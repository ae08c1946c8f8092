use std::sync::Arc;

use evalexpr::*;
use nalgebra::DVector;

use crate::dynamical_systems::{State, SystemDefinition, SystemKind};
use crate::error::{ChaosError, ChaosResult};

/// Rewrite `|expr|` as `abs(expr)`.
///
/// The tightest non-empty pair of bars is replaced first, so nested absolute
/// values such as `||x| - |y||` unwind from the inside out.
pub fn preprocess_abs(input: &str) -> String {
    let mut s = input.to_string();
    loop {
        let bars: Vec<usize> = s.match_indices('|').map(|(i, _)| i).collect();
        let innermost = bars
            .windows(2)
            .map(|w| (w[0], w[1]))
            .filter(|&(open, close)| close > open + 1)
            .min_by_key(|&(open, close)| close - open);

        match innermost {
            Some((open, close)) => {
                s = format!("{}abs({}){}", &s[..open], &s[open + 1..close], &s[close + 1..]);
            }
            None => return s,
        }
    }
}

/// Unary functions callable from component expressions.
pub const MATH_FUNCTIONS: &[(&str, fn(f64) -> f64)] = &[
    ("sin", f64::sin),
    ("cos", f64::cos),
    ("tan", f64::tan),
    ("atan", f64::atan),
    ("sinh", f64::sinh),
    ("cosh", f64::cosh),
    ("tanh", f64::tanh),
    ("abs", f64::abs),
    ("sign", f64::signum),
    ("sqrt", f64::sqrt),
    ("exp", f64::exp),
    ("ln", f64::ln),
];

fn math_context() -> ChaosResult<HashMapContext> {
    let mut context = HashMapContext::new();
    for &(name, apply) in MATH_FUNCTIONS {
        let function = Function::new(move |argument| Ok(Value::Float(apply(argument.as_number()?))));
        context
            .set_function(name.into(), function)
            .map_err(|e| ChaosError::invalid(format!("cannot register '{}': {}", name, e)))?;
    }
    Ok(context)
}

fn check_identifier(name: &str) -> ChaosResult<()> {
    let mut chars = name.chars();
    let valid = matches!(chars.next(), Some(c) if c.is_ascii_alphabetic() || c == '_')
        && chars.all(|c| c.is_ascii_alphanumeric() || c == '_');
    if valid {
        Ok(())
    } else {
        Err(ChaosError::invalid(format!("'{}' is not a valid identifier", name)))
    }
}

/// A map or flow whose components are expression strings.
///
/// ```text
/// Hénon:  x' = 1 - a * x^2 + y,  y' = b * x
/// Lorenz: x' = sigma * (y - x), y' = x * (rho - z) - y, z' = x * y - beta * z
/// ```
///
/// Components may call any of [`MATH_FUNCTIONS`] and write `|expr|` for
/// `abs(expr)`. Free names resolve to the state variables, to parameters
/// bound with [`ExpressionSystem::with_parameter`], and for flows to the
/// time `t`.
#[derive(Debug, Clone)]
pub struct ExpressionSystem {
    kind: SystemKind,
    variables: Vec<String>,
    sources: Vec<String>,
    nodes: Vec<Node>,
    context: HashMapContext,
}

impl ExpressionSystem {
    /// One expression per state variable, in the same order. An empty
    /// expression means the component is identically zero.
    pub fn new(kind: SystemKind, variables: &[&str], expressions: &[&str]) -> ChaosResult<Self> {
        if variables.is_empty() {
            return Err(ChaosError::invalid("at least one state variable is required"));
        }
        if variables.len() != expressions.len() {
            return Err(ChaosError::DimensionMismatch {
                expected: variables.len(),
                found: expressions.len(),
            });
        }
        for (i, name) in variables.iter().enumerate() {
            check_identifier(name)?;
            if variables[..i].contains(name) {
                return Err(ChaosError::invalid(format!("variable '{}' is declared twice", name)));
            }
            if kind == SystemKind::Flow && *name == "t" {
                return Err(ChaosError::invalid("'t' is reserved for time in a flow"));
            }
        }

        let mut sources = Vec::with_capacity(expressions.len());
        let mut nodes = Vec::with_capacity(expressions.len());
        for (name, expr) in variables.iter().zip(expressions) {
            let expr = if expr.trim().is_empty() { "0" } else { expr };
            let source = preprocess_abs(expr);
            let node = build_operator_tree(&source)
                .map_err(|e| ChaosError::invalid(format!("expression for '{}': {}", name, e)))?;
            sources.push(source);
            nodes.push(node);
        }

        Ok(Self {
            kind,
            variables: variables.iter().map(|v| v.to_string()).collect(),
            sources,
            nodes,
            context: math_context()?,
        })
    }

    pub fn map(variables: &[&str], expressions: &[&str]) -> ChaosResult<Self> {
        Self::new(SystemKind::Map, variables, expressions)
    }

    pub fn flow(variables: &[&str], expressions: &[&str]) -> ChaosResult<Self> {
        Self::new(SystemKind::Flow, variables, expressions)
    }

    /// Bind a named constant. Setting the same name again overwrites it.
    pub fn with_parameter(mut self, name: &str, value: f64) -> ChaosResult<Self> {
        check_identifier(name)?;
        if self.variables.iter().any(|v| v == name) {
            return Err(ChaosError::invalid(format!("'{}' is already a state variable", name)));
        }
        if self.kind == SystemKind::Flow && name == "t" {
            return Err(ChaosError::invalid("'t' is reserved for time in a flow"));
        }
        if !value.is_finite() {
            return Err(ChaosError::invalid(format!("parameter '{}' must be finite", name)));
        }
        self.context
            .set_value(name.into(), Value::Float(value))
            .map_err(|e| ChaosError::invalid(e.to_string()))?;
        Ok(self)
    }

    pub fn kind(&self) -> SystemKind {
        self.kind
    }

    pub fn dim(&self) -> usize {
        self.variables.len()
    }

    pub fn variables(&self) -> &[String] {
        &self.variables
    }

    /// Expressions after `|x|` rewriting.
    pub fn expressions(&self) -> &[String] {
        &self.sources
    }

    /// Evaluate every component at `(t, x)`. `t` is ignored by maps.
    pub fn evaluate(&self, t: f64, x: &State) -> Result<State, String> {
        if x.len() != self.variables.len() {
            return Err(format!(
                "expected a state of dimension {}, got {}",
                self.variables.len(),
                x.len()
            ));
        }

        let mut context = self.context.clone();
        for (name, &value) in self.variables.iter().zip(x.iter()) {
            context
                .set_value(name.clone(), Value::Float(value))
                .map_err(|e| e.to_string())?;
        }
        if self.kind == SystemKind::Flow {
            context
                .set_value("t".into(), Value::Float(t))
                .map_err(|e| e.to_string())?;
        }

        let values = self
            .nodes
            .iter()
            .zip(&self.variables)
            .map(|(node, name)| {
                node.eval_number_with_context(&context)
                    .map_err(|e| format!("component '{}': {}", name, e))
            })
            .collect::<Result<Vec<f64>, String>>()?;
        Ok(DVector::from_vec(values))
    }

    pub fn into_system(self) -> SystemDefinition {
        let shared = Arc::new(self);
        match shared.kind {
            SystemKind::Map => SystemDefinition::try_map(move |x: &State| shared.evaluate(0.0, x)),
            SystemKind::Flow => SystemDefinition::try_flow(move |t, x: &State| shared.evaluate(t, x)),
        }
    }
}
------------
(The problem)
Isolate each line of the listing above that includes "shared". Copy it.

(Response for this exercise)
        let shared = Arc::new(self);
        match shared.kind {
            SystemKind::Map => SystemDefinition::try_map(move |x: &State| shared.evaluate(0.0, x)),
            SystemKind::Flow => SystemDefinition::try_flow(move |t, x: &State| shared.evaluate(t, x)),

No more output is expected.